(Stored items)
========================================================================

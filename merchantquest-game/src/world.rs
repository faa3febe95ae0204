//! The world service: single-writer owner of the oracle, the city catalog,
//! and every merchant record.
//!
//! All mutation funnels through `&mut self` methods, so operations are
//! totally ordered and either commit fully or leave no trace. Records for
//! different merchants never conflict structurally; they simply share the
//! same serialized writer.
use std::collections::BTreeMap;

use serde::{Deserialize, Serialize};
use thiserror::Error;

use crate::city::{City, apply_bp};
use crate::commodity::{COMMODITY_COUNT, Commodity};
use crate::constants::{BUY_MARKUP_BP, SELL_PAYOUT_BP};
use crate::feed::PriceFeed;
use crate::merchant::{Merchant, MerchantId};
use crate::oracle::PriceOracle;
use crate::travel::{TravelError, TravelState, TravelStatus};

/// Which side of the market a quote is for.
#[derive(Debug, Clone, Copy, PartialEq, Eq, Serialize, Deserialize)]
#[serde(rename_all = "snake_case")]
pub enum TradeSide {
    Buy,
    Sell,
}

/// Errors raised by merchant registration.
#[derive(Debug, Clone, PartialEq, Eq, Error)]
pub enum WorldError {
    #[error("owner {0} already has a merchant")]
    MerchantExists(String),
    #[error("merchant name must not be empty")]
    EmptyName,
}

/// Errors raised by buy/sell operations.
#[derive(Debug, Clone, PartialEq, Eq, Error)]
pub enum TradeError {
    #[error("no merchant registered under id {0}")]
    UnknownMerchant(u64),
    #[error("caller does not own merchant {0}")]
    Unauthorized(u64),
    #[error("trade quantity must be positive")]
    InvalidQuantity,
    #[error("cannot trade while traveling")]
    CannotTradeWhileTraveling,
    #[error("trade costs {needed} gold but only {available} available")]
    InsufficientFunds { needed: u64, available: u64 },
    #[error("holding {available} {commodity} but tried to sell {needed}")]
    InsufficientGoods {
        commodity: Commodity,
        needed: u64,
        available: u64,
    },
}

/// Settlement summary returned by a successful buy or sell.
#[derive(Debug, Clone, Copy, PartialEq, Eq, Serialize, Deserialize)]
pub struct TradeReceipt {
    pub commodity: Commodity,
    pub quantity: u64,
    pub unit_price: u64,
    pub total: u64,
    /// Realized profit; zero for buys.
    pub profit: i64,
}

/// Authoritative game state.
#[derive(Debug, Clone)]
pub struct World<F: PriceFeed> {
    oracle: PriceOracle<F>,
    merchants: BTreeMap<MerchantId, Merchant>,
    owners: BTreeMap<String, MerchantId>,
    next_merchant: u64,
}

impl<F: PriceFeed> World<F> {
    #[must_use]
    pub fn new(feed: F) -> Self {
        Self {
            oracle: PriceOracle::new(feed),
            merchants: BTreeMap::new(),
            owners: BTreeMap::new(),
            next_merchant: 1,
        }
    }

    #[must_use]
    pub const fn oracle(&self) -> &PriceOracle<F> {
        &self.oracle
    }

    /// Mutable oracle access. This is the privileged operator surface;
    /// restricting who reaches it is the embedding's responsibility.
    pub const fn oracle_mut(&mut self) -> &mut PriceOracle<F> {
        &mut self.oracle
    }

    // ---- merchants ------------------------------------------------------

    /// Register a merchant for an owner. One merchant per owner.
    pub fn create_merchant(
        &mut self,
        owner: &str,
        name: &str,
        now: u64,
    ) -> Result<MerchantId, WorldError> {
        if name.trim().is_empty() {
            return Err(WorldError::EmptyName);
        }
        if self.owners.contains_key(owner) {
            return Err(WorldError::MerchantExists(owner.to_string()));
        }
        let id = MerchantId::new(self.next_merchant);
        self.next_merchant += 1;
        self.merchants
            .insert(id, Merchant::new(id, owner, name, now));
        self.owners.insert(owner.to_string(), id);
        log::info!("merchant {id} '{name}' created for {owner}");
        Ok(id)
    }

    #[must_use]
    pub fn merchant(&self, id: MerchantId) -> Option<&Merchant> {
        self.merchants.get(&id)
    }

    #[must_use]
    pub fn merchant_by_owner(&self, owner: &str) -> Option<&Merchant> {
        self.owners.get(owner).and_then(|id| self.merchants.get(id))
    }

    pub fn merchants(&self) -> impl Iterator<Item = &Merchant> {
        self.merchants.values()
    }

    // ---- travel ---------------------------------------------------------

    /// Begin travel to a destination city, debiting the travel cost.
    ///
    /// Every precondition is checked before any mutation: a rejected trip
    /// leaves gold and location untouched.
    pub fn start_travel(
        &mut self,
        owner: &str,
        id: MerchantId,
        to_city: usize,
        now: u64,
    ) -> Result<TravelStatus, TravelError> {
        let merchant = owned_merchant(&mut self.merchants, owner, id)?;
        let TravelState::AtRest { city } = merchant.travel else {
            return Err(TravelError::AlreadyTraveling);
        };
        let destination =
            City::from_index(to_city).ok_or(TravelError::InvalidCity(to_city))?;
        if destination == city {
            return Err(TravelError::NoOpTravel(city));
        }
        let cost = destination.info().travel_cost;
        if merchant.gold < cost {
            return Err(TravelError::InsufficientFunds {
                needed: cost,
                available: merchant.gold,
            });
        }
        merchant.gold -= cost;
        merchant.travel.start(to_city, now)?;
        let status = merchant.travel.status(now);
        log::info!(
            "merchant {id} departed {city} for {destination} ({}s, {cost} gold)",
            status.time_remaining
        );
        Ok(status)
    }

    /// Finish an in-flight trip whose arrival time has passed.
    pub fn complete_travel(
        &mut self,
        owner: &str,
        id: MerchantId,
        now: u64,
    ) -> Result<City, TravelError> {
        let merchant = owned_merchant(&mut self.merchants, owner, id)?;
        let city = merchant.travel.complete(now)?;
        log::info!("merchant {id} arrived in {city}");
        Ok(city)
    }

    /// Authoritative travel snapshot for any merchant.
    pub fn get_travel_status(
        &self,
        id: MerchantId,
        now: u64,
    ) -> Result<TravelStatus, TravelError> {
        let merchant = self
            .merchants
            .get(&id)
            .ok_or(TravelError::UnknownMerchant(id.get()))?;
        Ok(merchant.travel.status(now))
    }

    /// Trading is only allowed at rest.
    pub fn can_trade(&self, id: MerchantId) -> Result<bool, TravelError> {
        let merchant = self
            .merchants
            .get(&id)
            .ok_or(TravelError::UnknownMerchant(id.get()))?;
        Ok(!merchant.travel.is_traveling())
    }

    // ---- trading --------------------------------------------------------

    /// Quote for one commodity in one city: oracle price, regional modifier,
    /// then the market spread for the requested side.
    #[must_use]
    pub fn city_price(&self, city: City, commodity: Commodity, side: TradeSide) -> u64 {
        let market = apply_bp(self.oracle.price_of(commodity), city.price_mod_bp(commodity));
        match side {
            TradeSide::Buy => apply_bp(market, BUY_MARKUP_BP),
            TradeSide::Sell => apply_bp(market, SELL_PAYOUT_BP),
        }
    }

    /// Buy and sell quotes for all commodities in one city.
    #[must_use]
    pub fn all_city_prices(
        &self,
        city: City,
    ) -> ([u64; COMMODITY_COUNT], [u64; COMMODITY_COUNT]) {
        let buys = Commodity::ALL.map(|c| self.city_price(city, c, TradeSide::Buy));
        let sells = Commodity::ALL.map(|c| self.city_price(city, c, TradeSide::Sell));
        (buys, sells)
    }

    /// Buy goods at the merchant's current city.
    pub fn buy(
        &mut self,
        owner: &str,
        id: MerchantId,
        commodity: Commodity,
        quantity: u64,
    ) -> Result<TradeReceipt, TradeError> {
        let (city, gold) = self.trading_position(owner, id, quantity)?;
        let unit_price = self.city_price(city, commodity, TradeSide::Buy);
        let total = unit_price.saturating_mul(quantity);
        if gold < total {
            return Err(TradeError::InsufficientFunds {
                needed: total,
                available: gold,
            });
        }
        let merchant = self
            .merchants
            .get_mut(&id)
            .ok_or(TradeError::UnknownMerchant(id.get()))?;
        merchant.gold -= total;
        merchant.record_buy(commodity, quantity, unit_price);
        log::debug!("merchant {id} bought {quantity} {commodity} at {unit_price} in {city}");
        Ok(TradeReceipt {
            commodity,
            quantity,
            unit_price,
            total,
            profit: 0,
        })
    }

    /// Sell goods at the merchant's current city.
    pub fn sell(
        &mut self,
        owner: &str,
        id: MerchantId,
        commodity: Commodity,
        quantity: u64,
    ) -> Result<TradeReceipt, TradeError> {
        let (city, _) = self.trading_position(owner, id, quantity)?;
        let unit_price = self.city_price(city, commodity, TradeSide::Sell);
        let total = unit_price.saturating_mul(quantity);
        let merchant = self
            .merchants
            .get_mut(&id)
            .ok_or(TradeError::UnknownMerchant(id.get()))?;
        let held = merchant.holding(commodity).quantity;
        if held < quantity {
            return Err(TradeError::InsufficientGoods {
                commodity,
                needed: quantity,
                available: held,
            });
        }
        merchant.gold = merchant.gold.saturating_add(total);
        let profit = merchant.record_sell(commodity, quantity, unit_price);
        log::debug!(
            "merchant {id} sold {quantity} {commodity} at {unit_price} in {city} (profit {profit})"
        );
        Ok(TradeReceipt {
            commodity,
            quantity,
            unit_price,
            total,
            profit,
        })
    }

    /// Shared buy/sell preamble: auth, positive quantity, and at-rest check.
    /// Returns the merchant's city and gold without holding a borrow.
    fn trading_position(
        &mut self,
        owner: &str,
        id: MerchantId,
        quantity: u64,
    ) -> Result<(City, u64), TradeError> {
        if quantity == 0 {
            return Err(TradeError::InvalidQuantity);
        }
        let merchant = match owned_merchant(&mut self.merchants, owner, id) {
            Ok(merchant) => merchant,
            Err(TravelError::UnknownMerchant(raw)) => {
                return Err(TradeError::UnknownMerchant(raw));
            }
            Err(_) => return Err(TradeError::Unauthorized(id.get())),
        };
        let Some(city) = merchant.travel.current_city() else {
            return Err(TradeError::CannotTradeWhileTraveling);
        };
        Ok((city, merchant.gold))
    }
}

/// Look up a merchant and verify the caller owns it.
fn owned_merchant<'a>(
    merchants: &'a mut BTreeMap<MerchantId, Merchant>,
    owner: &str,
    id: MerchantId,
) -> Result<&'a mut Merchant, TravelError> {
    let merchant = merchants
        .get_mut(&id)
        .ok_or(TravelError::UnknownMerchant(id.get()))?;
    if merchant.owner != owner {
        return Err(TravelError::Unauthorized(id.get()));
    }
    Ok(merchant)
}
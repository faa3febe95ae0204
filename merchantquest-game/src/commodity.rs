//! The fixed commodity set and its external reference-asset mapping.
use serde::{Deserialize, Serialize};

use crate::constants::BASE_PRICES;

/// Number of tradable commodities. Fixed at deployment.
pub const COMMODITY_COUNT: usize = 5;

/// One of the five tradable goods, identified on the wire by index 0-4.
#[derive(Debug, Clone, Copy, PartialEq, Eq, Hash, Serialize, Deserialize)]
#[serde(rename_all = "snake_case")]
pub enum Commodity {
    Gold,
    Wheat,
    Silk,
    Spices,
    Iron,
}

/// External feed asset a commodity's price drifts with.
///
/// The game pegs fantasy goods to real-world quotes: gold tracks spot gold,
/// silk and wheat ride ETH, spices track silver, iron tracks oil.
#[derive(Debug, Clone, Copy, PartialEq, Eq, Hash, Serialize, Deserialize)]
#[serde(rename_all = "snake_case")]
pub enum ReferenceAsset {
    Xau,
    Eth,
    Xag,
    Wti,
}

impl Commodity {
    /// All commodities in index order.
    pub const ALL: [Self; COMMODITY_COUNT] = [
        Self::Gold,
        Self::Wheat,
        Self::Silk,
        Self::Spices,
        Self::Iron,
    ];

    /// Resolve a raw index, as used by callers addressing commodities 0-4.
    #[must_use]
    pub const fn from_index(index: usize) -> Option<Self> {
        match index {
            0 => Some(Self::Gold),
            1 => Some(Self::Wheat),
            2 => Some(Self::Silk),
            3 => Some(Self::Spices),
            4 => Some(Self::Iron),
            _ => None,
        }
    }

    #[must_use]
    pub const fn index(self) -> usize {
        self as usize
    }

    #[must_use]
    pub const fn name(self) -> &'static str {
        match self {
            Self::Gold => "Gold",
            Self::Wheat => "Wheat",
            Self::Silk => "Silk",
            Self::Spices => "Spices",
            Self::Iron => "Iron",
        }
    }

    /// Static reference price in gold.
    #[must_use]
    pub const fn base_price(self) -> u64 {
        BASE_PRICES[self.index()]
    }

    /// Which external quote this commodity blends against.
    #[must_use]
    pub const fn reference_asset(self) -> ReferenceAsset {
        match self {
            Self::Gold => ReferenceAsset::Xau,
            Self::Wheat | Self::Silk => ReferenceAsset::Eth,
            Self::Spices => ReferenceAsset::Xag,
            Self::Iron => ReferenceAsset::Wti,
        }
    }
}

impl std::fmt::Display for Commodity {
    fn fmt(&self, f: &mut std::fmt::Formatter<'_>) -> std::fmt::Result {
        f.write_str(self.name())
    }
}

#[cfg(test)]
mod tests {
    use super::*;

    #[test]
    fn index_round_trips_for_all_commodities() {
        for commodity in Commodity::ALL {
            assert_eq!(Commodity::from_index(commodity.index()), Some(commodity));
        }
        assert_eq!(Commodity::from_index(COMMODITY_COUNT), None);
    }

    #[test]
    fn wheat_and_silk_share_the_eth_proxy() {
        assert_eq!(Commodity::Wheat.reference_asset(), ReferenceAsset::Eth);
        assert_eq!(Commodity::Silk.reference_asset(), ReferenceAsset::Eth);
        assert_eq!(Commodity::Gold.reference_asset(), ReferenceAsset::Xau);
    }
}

========================================================================

- _WHAT NEEDS TO BE DONE_
The stretch of entries above that starts with the line containing "and location untouched." and goes on through the line containing "if merchant.gold <" is to be transcribed exactly, and no other line is to be transcribed.

- _TASK RESPONSE_
    /// leaves gold and location untouched.
    pub fn start_travel(
        &mut self,
        owner: &str,
        id: MerchantId,
        to_city: usize,
        now: u64,
    ) -> Result<TravelStatus, TravelError> {
        let merchant = owned_merchant(&mut self.merchants, owner, id)?;
        let TravelState::AtRest { city } = merchant.travel else {
            return Err(TravelError::AlreadyTraveling);
        };
        let destination =
            City::from_index(to_city).ok_or(TravelError::InvalidCity(to_city))?;
        if destination == city {
            return Err(TravelError::NoOpTravel(city));
        }
        let cost = destination.info().travel_cost;
        if merchant.gold < cost {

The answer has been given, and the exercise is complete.